> **PROVIDED INFORMATION**:

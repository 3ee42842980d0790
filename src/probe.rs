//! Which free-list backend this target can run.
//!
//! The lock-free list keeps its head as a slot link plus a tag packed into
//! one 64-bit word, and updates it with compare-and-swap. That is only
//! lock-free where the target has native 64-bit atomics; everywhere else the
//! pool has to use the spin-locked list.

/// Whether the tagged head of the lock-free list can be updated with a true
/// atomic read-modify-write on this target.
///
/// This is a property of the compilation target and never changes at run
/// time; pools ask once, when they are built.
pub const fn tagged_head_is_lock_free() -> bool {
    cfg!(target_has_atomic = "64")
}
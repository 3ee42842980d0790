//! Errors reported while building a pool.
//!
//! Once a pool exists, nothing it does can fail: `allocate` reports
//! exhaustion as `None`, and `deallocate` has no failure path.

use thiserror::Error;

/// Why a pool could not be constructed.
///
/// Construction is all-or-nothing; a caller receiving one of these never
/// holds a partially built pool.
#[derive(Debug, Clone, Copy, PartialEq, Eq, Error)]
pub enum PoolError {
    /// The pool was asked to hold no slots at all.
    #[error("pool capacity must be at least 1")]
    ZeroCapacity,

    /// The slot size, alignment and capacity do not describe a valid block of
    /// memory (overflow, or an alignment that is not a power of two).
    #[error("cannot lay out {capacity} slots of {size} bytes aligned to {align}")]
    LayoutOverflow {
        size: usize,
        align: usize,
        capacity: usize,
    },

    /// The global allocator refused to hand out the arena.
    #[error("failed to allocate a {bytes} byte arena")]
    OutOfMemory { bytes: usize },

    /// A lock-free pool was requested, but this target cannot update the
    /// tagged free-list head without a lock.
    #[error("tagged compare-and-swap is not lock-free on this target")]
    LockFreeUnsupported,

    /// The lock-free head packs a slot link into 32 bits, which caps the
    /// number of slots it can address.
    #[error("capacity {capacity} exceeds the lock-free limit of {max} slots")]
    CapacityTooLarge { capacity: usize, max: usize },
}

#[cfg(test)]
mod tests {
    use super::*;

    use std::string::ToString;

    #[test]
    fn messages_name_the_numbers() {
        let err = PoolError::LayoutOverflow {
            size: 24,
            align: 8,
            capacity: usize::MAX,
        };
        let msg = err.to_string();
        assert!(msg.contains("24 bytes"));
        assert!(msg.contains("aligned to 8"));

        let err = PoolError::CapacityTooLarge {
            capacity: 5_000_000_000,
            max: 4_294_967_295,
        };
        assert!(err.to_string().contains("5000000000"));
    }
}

* * *

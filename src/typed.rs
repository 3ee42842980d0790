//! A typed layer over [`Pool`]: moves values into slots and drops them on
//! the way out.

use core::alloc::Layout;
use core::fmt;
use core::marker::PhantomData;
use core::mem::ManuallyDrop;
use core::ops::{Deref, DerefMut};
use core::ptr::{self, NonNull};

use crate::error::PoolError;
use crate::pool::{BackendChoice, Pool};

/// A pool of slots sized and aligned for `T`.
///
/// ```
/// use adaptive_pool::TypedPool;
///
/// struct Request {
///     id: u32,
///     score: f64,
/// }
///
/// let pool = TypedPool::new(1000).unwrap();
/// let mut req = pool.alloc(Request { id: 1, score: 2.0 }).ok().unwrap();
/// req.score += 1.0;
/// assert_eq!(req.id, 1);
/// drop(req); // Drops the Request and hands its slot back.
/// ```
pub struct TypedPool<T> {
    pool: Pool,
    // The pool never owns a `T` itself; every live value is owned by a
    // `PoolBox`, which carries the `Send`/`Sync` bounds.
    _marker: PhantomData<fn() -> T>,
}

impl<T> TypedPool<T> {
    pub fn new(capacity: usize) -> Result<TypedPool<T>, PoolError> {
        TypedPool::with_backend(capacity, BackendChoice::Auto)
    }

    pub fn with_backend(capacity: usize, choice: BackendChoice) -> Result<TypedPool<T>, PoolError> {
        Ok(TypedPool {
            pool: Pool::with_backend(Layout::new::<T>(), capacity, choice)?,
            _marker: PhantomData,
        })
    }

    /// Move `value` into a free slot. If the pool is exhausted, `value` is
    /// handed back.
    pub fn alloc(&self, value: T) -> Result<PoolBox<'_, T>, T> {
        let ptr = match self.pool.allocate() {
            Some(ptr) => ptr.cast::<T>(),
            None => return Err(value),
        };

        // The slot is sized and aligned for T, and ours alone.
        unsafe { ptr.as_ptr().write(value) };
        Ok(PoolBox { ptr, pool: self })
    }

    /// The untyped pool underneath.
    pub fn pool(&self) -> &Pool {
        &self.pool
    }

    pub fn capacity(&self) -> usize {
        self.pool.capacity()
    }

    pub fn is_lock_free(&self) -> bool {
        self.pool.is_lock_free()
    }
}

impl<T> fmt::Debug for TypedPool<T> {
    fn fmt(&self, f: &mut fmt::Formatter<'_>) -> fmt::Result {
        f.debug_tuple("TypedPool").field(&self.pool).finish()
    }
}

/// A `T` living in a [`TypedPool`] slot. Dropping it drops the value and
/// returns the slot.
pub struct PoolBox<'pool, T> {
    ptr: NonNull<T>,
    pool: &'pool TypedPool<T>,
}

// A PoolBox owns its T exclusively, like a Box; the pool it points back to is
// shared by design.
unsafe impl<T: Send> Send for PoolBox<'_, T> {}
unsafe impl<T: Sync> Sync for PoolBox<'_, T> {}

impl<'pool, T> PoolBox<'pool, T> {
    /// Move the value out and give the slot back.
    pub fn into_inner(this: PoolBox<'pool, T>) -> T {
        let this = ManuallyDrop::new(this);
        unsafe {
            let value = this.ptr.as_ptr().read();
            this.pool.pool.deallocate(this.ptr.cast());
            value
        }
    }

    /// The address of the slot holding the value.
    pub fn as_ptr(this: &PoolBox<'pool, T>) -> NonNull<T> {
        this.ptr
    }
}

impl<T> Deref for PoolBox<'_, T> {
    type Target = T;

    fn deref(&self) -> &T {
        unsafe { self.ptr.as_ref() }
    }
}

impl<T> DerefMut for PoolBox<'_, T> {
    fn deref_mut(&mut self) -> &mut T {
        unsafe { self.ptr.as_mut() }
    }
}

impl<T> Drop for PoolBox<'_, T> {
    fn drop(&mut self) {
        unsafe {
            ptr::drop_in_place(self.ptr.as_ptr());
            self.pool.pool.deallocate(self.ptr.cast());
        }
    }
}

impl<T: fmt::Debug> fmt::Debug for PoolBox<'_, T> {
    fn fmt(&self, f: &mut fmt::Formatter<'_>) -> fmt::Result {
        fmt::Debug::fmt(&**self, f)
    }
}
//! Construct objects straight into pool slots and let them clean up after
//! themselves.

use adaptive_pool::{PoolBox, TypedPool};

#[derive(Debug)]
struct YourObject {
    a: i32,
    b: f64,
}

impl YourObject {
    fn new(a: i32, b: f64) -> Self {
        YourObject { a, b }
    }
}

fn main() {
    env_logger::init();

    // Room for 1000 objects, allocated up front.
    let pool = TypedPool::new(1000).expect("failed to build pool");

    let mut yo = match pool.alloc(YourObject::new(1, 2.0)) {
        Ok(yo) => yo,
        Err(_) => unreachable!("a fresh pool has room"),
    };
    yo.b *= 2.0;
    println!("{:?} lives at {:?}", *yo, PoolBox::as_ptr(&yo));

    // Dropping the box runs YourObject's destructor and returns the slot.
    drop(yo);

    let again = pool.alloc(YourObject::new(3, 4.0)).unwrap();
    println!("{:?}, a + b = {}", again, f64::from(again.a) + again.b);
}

> **TASK**:
Given the records above, reproduce precisely and only the lines between the line holding "#[derive(Debug, Clone, Copy, PartialEq, Eq, Error)]" and the line holding "cannot update the", inclusive.

> **OUTPUT OF THE TASK**:
#[derive(Debug, Clone, Copy, PartialEq, Eq, Error)]
pub enum PoolError {
    /// The pool was asked to hold no slots at all.
    #[error("pool capacity must be at least 1")]
    ZeroCapacity,

    /// The slot size, alignment and capacity do not describe a valid block of
    /// memory (overflow, or an alignment that is not a power of two).
    #[error("cannot lay out {capacity} slots of {size} bytes aligned to {align}")]
    LayoutOverflow {
        size: usize,
        align: usize,
        capacity: usize,
    },

    /// The global allocator refused to hand out the arena.
    #[error("failed to allocate a {bytes} byte arena")]
    OutOfMemory { bytes: usize },

    /// A lock-free pool was requested, but this target cannot update the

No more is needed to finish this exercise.